| Task directions |
Return every line from the records below in which the word "payload" is found.

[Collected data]
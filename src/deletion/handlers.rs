use axum::{
    extract::State,
    http::{HeaderMap, StatusCode},
    routing::post,
    Json, Router,
};
use time::OffsetDateTime;
use tracing::{error, instrument, warn};

use crate::{auth::extractors::AuthUser, error::DeletionError, state::AppState};

use super::dto::{
    CleanupResponse, DeleteAccountRequest, DeletedAccount, ScheduleDeletionResponse, SweepError,
};
use super::services;

pub fn account_routes() -> Router<AppState> {
    Router::new().route("/account/delete", post(delete_account))
}

pub fn internal_routes() -> Router<AppState> {
    Router::new().route(
        "/internal/cleanup-deleted-accounts",
        post(cleanup_deleted_accounts),
    )
}

/// POST /account/delete — schedules irrevocable erasure after the grace
/// period. Requires a valid access token plus the account password.
#[instrument(skip(state, payload))]
pub async fn delete_account(
    State(state): State<AppState>,
    AuthUser(user_id): AuthUser,
    Json(payload): Json<DeleteAccountRequest>,
) -> Result<Json<ScheduleDeletionResponse>, (StatusCode, String)> {
    if payload.password.is_empty() {
        return Err((StatusCode::BAD_REQUEST, "Password is required".into()));
    }

    let request = services::schedule_deletion(
        state.verifier.as_ref(),
        state.ledger.as_ref(),
        user_id,
        &payload.password,
        OffsetDateTime::now_utc(),
    )
    .await
    .map_err(|e| {
        match &e {
            DeletionError::Unauthenticated => {
                warn!(%user_id, "deletion request with invalid password")
            }
            DeletionError::AlreadyPending => warn!(%user_id, "deletion already pending"),
            _ => error!(error = %e, %user_id, "schedule deletion failed"),
        }
        (e.status(), e.to_string())
    })?;

    Ok(Json(ScheduleDeletionResponse {
        request_id: request.id,
        scheduled_deletion_at: request.scheduled_deletion_at,
        message: "Account deletion scheduled for 7 days from now.".into(),
    }))
}

/// POST /internal/cleanup-deleted-accounts — cron-triggered sweep over all
/// overdue pending requests. Authenticated by a shared secret, never a user
/// credential.
#[instrument(skip(state, headers))]
pub async fn cleanup_deleted_accounts(
    State(state): State<AppState>,
    headers: HeaderMap,
) -> Result<Json<CleanupResponse>, (StatusCode, String)> {
    let authorized = bearer_token(&headers)
        .map(|token| !state.config.cron_secret.is_empty() && token == state.config.cron_secret)
        .unwrap_or(false);
    if !authorized {
        warn!("cleanup trigger with missing or invalid secret");
        return Err((StatusCode::UNAUTHORIZED, "Unauthorized".into()));
    }

    let outcome = services::sweep(
        state.ledger.as_ref(),
        state.eraser.as_ref(),
        OffsetDateTime::now_utc(),
    )
    .await
    .map_err(|e| {
        error!(error = %e, "sweep failed");
        (e.status(), e.to_string())
    })?;

    let message = if outcome.completed.is_empty() && outcome.failed.is_empty() {
        "No accounts to delete".to_string()
    } else {
        "Cleanup completed".to_string()
    };

    Ok(Json(CleanupResponse {
        message,
        deleted_count: outcome.completed.len(),
        error_count: outcome.failed.len(),
        deleted_accounts: outcome
            .completed
            .iter()
            .map(|r| DeletedAccount {
                user_id: r.user_id,
                deletion_request_id: r.id,
            })
            .collect(),
        errors: outcome
            .failed
            .iter()
            .map(|f| SweepError {
                user_id: f.user_id,
                error: f.error.clone(),
            })
            .collect(),
    }))
}

fn bearer_token(headers: &HeaderMap) -> Option<&str> {
    headers
        .get(axum::http::header::AUTHORIZATION)
        .and_then(|h| h.to_str().ok())
        .and_then(|h| h.strip_prefix("Bearer "))
}

#[cfg(test)]
mod tests {
    use super::*;
    use axum::http::header::AUTHORIZATION;

    #[test]
    fn bearer_token_parses_header() {
        let mut headers = HeaderMap::new();
        headers.insert(AUTHORIZATION, "Bearer cron-secret".parse().unwrap());
        assert_eq!(bearer_token(&headers), Some("cron-secret"));
    }

    #[test]
    fn bearer_token_rejects_other_schemes() {
        let mut headers = HeaderMap::new();
        headers.insert(AUTHORIZATION, "Basic abc123".parse().unwrap());
        assert_eq!(bearer_token(&headers), None);
        assert_eq!(bearer_token(&HeaderMap::new()), None);
    }
}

| Answer below |
#[instrument(skip(state, payload))]
    Json(payload): Json<DeleteAccountRequest>,
    if payload.password.is_empty() {
        &payload.password,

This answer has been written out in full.